Along with just reaching the end of the stage, you can also be tasked with getting as much as possible throughout each stage.  Getting as many Perfects as possible and the maximum grade for each stage will unlock bonus content, like other stages.  While there are only 5 areas to go through, each containing 10 stages and a boss stage, there are actually more than 70 stages in the game, so you’ll need to unlock the rest of those stages outside of just reaching the finish line of each stage.

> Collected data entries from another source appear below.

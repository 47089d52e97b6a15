use std::sync::Arc;

use actix_web::{HttpRequest, HttpResponse, Result as ActixResult};
use tracing::{error, info};

use super::TeacherService;
use crate::models::teachers::requests::CreateTeacherRequest;
use crate::models::{ApiResponse, ErrorCode};
use crate::storage::Storage;
use crate::utils::password::hash_password;
use crate::utils::validate;

pub async fn create_teacher(
    service: &TeacherService,
    request: &HttpRequest,
    teacher_data: CreateTeacherRequest,
) -> ActixResult<HttpResponse> {
    let storage = service.get_storage(request);
    let config = service.get_config();

    // 字段校验
    if let Err(resp) = validate_teacher_fields(&teacher_data) {
        return Ok(resp);
    }

    // 工号唯一性
    if let Err(resp) = check_teacher_no_unique(&teacher_data.teacher_no, &storage).await {
        return Ok(resp);
    }

    // 初始密码来自配置，账户与档案同事务创建
    let password_hash = match hash_password(&config.auth.default_password) {
        Ok(hash) => hash,
        Err(e) => {
            error!("Failed to hash default password: {}", e);
            return Ok(
                HttpResponse::InternalServerError().json(ApiResponse::error_empty(
                    ErrorCode::InternalServerError,
                    "Failed to process default password",
                )),
            );
        }
    };

    match storage
        .create_teacher_with_account(teacher_data, password_hash)
        .await
    {
        Ok(teacher) => {
            info!(
                "Teacher {} ({}) created with account",
                teacher.teacher_no, teacher.name
            );
            Ok(HttpResponse::Created()
                .json(ApiResponse::success(teacher, "Teacher created successfully")))
        }
        Err(e) => {
            let msg = format!("Teacher creation failed: {e}");
            error!("{}", msg);
            if msg.contains("UNIQUE constraint failed") {
                Ok(HttpResponse::Conflict().json(ApiResponse::error_empty(
                    ErrorCode::TeacherNoAlreadyExists,
                    "Teacher number already exists",
                )))
            } else {
                Ok(
                    HttpResponse::InternalServerError().json(ApiResponse::error_empty(
                        ErrorCode::TeacherCreationFailed,
                        msg,
                    )),
                )
            }
        }
    }
}

/// 字段格式校验辅助函数
fn validate_teacher_fields(teacher_data: &CreateTeacherRequest) -> Result<(), HttpResponse> {
    if let Err(msg) = validate::validate_teacher_no(&teacher_data.teacher_no) {
        return Err(validation_error(msg));
    }
    if teacher_data.name.trim().is_empty() {
        return Err(validation_error("Teacher name must not be empty"));
    }
    if let Some(ref phone) = teacher_data.phone {
        validate::validate_phone(phone).map_err(validation_error)?;
    }
    if let Some(ref email) = teacher_data.email {
        validate::validate_email(email).map_err(validation_error)?;
    }
    Ok(())
}

/// 工号唯一性校验辅助函数
async fn check_teacher_no_unique(
    teacher_no: &str,
    storage: &Arc<dyn Storage>,
) -> Result<(), HttpResponse> {
    match storage.get_teacher_by_no(teacher_no).await {
        Ok(Some(_)) => Err(HttpResponse::Conflict().json(ApiResponse::error_empty(
            ErrorCode::TeacherNoAlreadyExists,
            "Teacher number already exists",
        ))),
        Ok(None) => Ok(()),
        Err(e) => {
            error!("Failed to check teacher number: {}", e);
            Err(
                HttpResponse::InternalServerError().json(ApiResponse::error_empty(
                    ErrorCode::InternalServerError,
                    "Internal server error while checking teacher number",
                )),
            )
        }
    }
}

fn validation_error(msg: &str) -> HttpResponse {
    HttpResponse::BadRequest().json(ApiResponse::error_empty(ErrorCode::ValidationFailed, msg))
}
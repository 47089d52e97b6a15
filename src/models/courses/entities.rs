use serde::{Deserialize, Serialize};
use ts_rs::TS;

// 课程类型
#[derive(Debug, Clone, Serialize, PartialEq, TS)]
#[serde(rename_all = "snake_case")]
#[ts(export, export_to = "../frontend/src/types/generated/course.ts")]
pub enum CourseType {
    Required, // 必修
    Elective, // 选修
    Public,   // 公共课
}

impl<'de> Deserialize<'de> for CourseType {
    fn deserialize<D>(deserializer: D) -> Result<Self, D::Error>
    where
        D: serde::Deserializer<'de>,
    {
        let s = String::deserialize(deserializer)?;
        s.parse().map_err(|_| {
            serde::de::Error::custom(format!(
                "无效的课程类型: '{s}'. 支持的类型: required, elective, public"
            ))
        })
    }
}

impl std::fmt::Display for CourseType {
    fn fmt(&self, f: &mut std::fmt::Formatter<'_>) -> std::fmt::Result {
        match self {
            CourseType::Required => write!(f, "required"),
            CourseType::Elective => write!(f, "elective"),
            CourseType::Public => write!(f, "public"),
        }
    }
}

impl std::str::FromStr for CourseType {
    type Err = String;

    fn from_str(s: &str) -> Result<Self, Self::Err> {
        match s {
            "required" => Ok(CourseType::Required),
            "elective" => Ok(CourseType::Elective),
            "public" => Ok(CourseType::Public),
            _ => Err(format!("Invalid course type: {s}")),
        }
    }
}

// 课程实体
#[derive(Debug, Clone, Serialize, Deserialize, TS)]
#[ts(export, export_to = "../frontend/src/types/generated/course.ts")]
pub struct Course {
    pub id: i64,
    pub course_no: String,
    pub course_name: String,
    /// 学分，0.0 - 10.0，缺失的课程不参与绩点
    pub credit: Option<f64>,
    /// 学时，0 - 200
    pub hours: Option<i32>,
    pub teacher_id: Option<i64>,
    /// 学期，如 "2024-2025-1"
    pub semester: Option<String>,
    pub course_type: CourseType,
}
use actix_web::{HttpRequest, HttpResponse, Result as ActixResult};

use super::StudentService;
use crate::middlewares::RequireJWT;
use crate::models::students::responses::StudentResponse;
use crate::models::users::entities::UserRole;
use crate::models::{ApiResponse, ErrorCode};

pub async fn get_student(
    service: &StudentService,
    request: &HttpRequest,
    student_id: i64,
) -> ActixResult<HttpResponse> {
    let storage = service.get_storage(request);

    // 学生只能查看本人档案
    if let Some(user) = RequireJWT::extract_user_claims(request)
        && user.role == UserRole::Student
        && user.related_id != Some(student_id)
    {
        return Ok(HttpResponse::Forbidden().json(ApiResponse::error_empty(
            ErrorCode::Forbidden,
            "You can only view your own student record",
        )));
    }

    let student = match storage.get_student_by_id(student_id).await {
        Ok(Some(student)) => student,
        Ok(None) => {
            return Ok(HttpResponse::NotFound().json(ApiResponse::error_empty(
                ErrorCode::StudentNotFound,
                "Student not found",
            )));
        }
        Err(e) => {
            return Ok(
                HttpResponse::InternalServerError().json(ApiResponse::error_empty(
                    ErrorCode::InternalServerError,
                    format!("Failed to get student information: {e}"),
                )),
            );
        }
    };

    // 所属班级名称
    let class_name = match student.class_id {
        Some(class_id) => match storage.get_class_by_id(class_id).await {
            Ok(class) => class.map(|c| c.class_name),
            Err(e) => {
                tracing::warn!("Failed to get class for student {}: {}", student_id, e);
                None
            }
        },
        None => None,
    };

    Ok(HttpResponse::Ok().json(ApiResponse::success(
        StudentResponse {
            student,
            class_name,
        },
        "Student retrieved successfully",
    )))
}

With more than 70 stages to go through, Color Guardians should take you at least a few hours to go through, if you never fail a stage.  Realistically speaking, you can expect the game to last you at least 4-5 hours, depending on how quickly you can learn each stage.  There were many stages that I spent 10-20 minutes on with constant retries.  All in all, there’s plenty to keep you busy.

Controls

The controls for Color Guardians is going to be something that will not be hard for you to learn at all.  The first things you should know are that there are no touch controls in the game and the controls are exactly the same between the Vita and PlayStation TV.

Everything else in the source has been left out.